Bitcoin. Ethereum. Ripple. Cryptocurrencies based on blockchain technology have made a lasting impression on global investors over the past year.
Take Bitcoin as a prime example. If you had invested US$1,000 in the most well-known cryptocurrency at the beginning of 2017, you would have finished the year with just over US$14,000 - a tidy 1,400% return.
Of course, the opposite is also true as the recent sharp declines in Bitcoin have highlighted; it has fallen spectacularly from a peak of US$19,000 late in 2017 to under US$6,000 in February of this year.
But what exactly are cryptocurrencies and does blockchain technology have a viable future as a form of payment?
What is blockchain?
Originally devised as a means to build Bitcoin, blockchain technology effectively creates a ledger for digital information. Perhaps Don & Alex Tapscott, authors of the book Blockchain Revolution , sum it up best:
“The blockchain is an incorruptible digital ledger of economic transactions that can be programmed to record not just financial transactions but virtually everything of value.”
Blockchain technology first appeared in 2008, founded by its
mysterious creator Satoshi Nakamoto (many assume used as a
pseudonym), and came into practical use the following year as a core component of Bitcoin, a cryptocurrency.
The increasing popularity of Bitcoin has addressed certain grievances with traditional (“fiat”) currencies such as the US dollar or Japanese yen. Exactly how much of these currencies that are created is determined by central banks such as the US Federal Reserve or Bank of Japan.
In the age of low interest rates and large scale Quantitative
Easing - where new money is effectively added to the system by
central banks in an effort to boost economic growth - Bitcoin
proved to be been a way for users to take back control of the
creation and distribution of
money via a decentralised currency.
Proponents of Bitcoin talk about how creating it means it must be “mined” and that, like gold, there is only a finite amount of it. In this sense they’re right because the number of Bitcoin in circulation can not exceed 21 million.
More importantly Bitcoin has given users the autonomy and transparency in the creation of a form of monetary exchange - something sorely lacking with fiat currencies.
The rise of rival cryptos
Other cryptocurrencies have ridden this wave of enthusiasm for Bitcoin. Similarly startling price rises have been evident in other cryptocurrencies, such as Ethereum and Ripple. And the craze goes beyond the flurry of Initial Coin Offerings (ICOs).
Earlier this year Kodak, a digital imaging company, announced that
it would be developing its own cryptocurrency (called KodakCoin).
By being paid in the newly-created currency, the company hopes
blockchain technology will help give photographers more digital rights.
It is becoming glaringly obvious that there are multiple pitfalls to bitcoin and other cryptos (in their current form) as forms of exchange.
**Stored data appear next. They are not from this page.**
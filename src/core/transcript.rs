//! Plain-text ticket transcripts.

use crate::errors::Result;
use chrono::{DateTime, Utc};
use std::fmt::Write;

const TIMESTAMP_FORMAT: &str = "%d/%m/%Y %H:%M:%S";

/// One message of a ticket channel.
#[derive(Debug, Clone, PartialEq, Eq)]
pub struct TranscriptLine {
    /// When the message was sent
    pub timestamp: DateTime<Utc>,
    /// Author username
    pub author: String,
    /// Message text
    pub content: String,
    /// File names of attachments
    pub attachments: Vec<String>,
}

/// Renders a transcript. Messages are written oldest first regardless of the
/// order they were fetched in.
pub fn render_transcript(
    channel_name: &str,
    requested_by: &str,
    generated_at: DateTime<Utc>,
    lines: &[TranscriptLine],
) -> Result<String> {
    let mut sorted: Vec<&TranscriptLine> = lines.iter().collect();
    sorted.sort_by_key(|line| line.timestamp);

    let mut out = String::new();
    writeln!(out, "TICKET TRANSCRIPT: {channel_name}")?;
    writeln!(out, "Date: {}", generated_at.format(TIMESTAMP_FORMAT))?;
    writeln!(out, "Requested by: {requested_by}")?;
    writeln!(out, "{}", "=".repeat(50))?;
    writeln!(out)?;

    for line in sorted {
        writeln!(
            out,
            "[{}] {}: {}",
            line.timestamp.format(TIMESTAMP_FORMAT),
            line.author,
            line.content
        )?;
        for attachment in &line.attachments {
            writeln!(out, "[ATTACHMENT: {attachment}]")?;
        }
        writeln!(out)?;
    }

    Ok(out)
}

/// File name for a transcript attachment.
#[must_use]
pub fn transcript_file_name(channel_name: &str, generated_at: DateTime<Utc>) -> String {
    format!(
        "transcript-{channel_name}-{}.txt",
        generated_at.timestamp_millis()
    )
}

#[cfg(test)]
mod tests {
    #![allow(clippy::unwrap_used)]
    use super::*;
    use chrono::TimeZone;

    #[test]
    fn test_render_transcript_orders_messages() -> Result<()> {
        let generated = Utc.with_ymd_and_hms(2024, 6, 1, 18, 30, 0).unwrap();
        let lines = vec![
            TranscriptLine {
                timestamp: Utc.with_ymd_and_hms(2024, 6, 1, 18, 5, 0).unwrap(),
                author: "mod_ana".to_string(),
                content: "Fixed, please check".to_string(),
                attachments: vec![],
            },
            TranscriptLine {
                timestamp: Utc.with_ymd_and_hms(2024, 6, 1, 18, 0, 0).unwrap(),
                author: "steve".to_string(),
                content: "My items are gone".to_string(),
                attachments: vec!["screenshot.png".to_string()],
            },
        ];

        let text = render_transcript("ticket-steve", "mod_ana", generated, &lines)?;
        let expected = "TICKET TRANSCRIPT: ticket-steve\n\
            Date: 01/06/2024 18:30:00\n\
            Requested by: mod_ana\n\
            ==================================================\n\
            \n\
            [01/06/2024 18:00:00] steve: My items are gone\n\
            [ATTACHMENT: screenshot.png]\n\
            \n\
            [01/06/2024 18:05:00] mod_ana: Fixed, please check\n\
            \n";
        assert_eq!(text, expected);
        Ok(())
    }

    #[test]
    fn test_render_transcript_empty_channel() -> Result<()> {
        let generated = Utc.with_ymd_and_hms(2024, 6, 1, 18, 30, 0).unwrap();
        let text = render_transcript("ticket-x", "mod", generated, &[])?;
        assert!(text.ends_with("=\n\n"));
        assert_eq!(text.lines().count(), 5);
        Ok(())
    }

    #[test]
    fn test_transcript_file_name() {
        let generated = Utc.with_ymd_and_hms(2024, 6, 1, 0, 0, 0).unwrap();
        assert_eq!(
            transcript_file_name("ticket-steve", generated),
            "transcript-ticket-steve-1717200000000.txt"
        );
    }
}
For example, if readers had taken out a mortgage on a property (and borrowed Bitcoin to do this) in January of 2017, their liabilities - and hence debt - would have ballooned by the end of last year.
Money, as we know it, thrives on its reliability that $10 today
will be more or less worth $10 in a week’s or a month’s time. With
Bitcoin, that’s not true. The $10 you hold in your hand today in
Bitcoin could be worth $5 or $6 tomorrow or, conversely, $16 or
$17. Until cryptocurrencies can replace traditional currencies as
a reliable and
stable form of exchange then its widescale use will be limited.
Focus on the long term
In a similar vein to market noise when investing in stocks, ignoring the short term price movements of the cryptocurrencies is likely a wise thing to do.
That is because more exciting potential uses are coming into view for the actual application of blockchain technology, beyond just the realm of Bitcoins/Ether or whatever other cryptocurrency is “hot” right now.
Leading benefits of blockchain technology globally (2016)
Meanwhile, companies are already harnessing the power of blockchain technology for practical purposes and the benefits are applicable to all aspects of business (see above).
These can range from energy and commodities - a soybean shipment
to China recently became the first commodity deal to use
blockchain technology via trade settlement - to human resources
In Japan Sekisui House (TSE: 1928), one of the country’s leading homebuilders, announced in March of this year that it would utilise blockchain technology to execute real estate rental contracts in Tokyo. It said it would start from the summer of this year. Drastically reducing the cost and time of regular tasks, such as collecting the necessary property information, this will likely usher in a new level of efficiency in Japan’s rental market.
Readers should be aware that although the cryptocurrency craze is alluring, the actual technology that powers Bitcoin and its brethren is where the long-term potential really lies.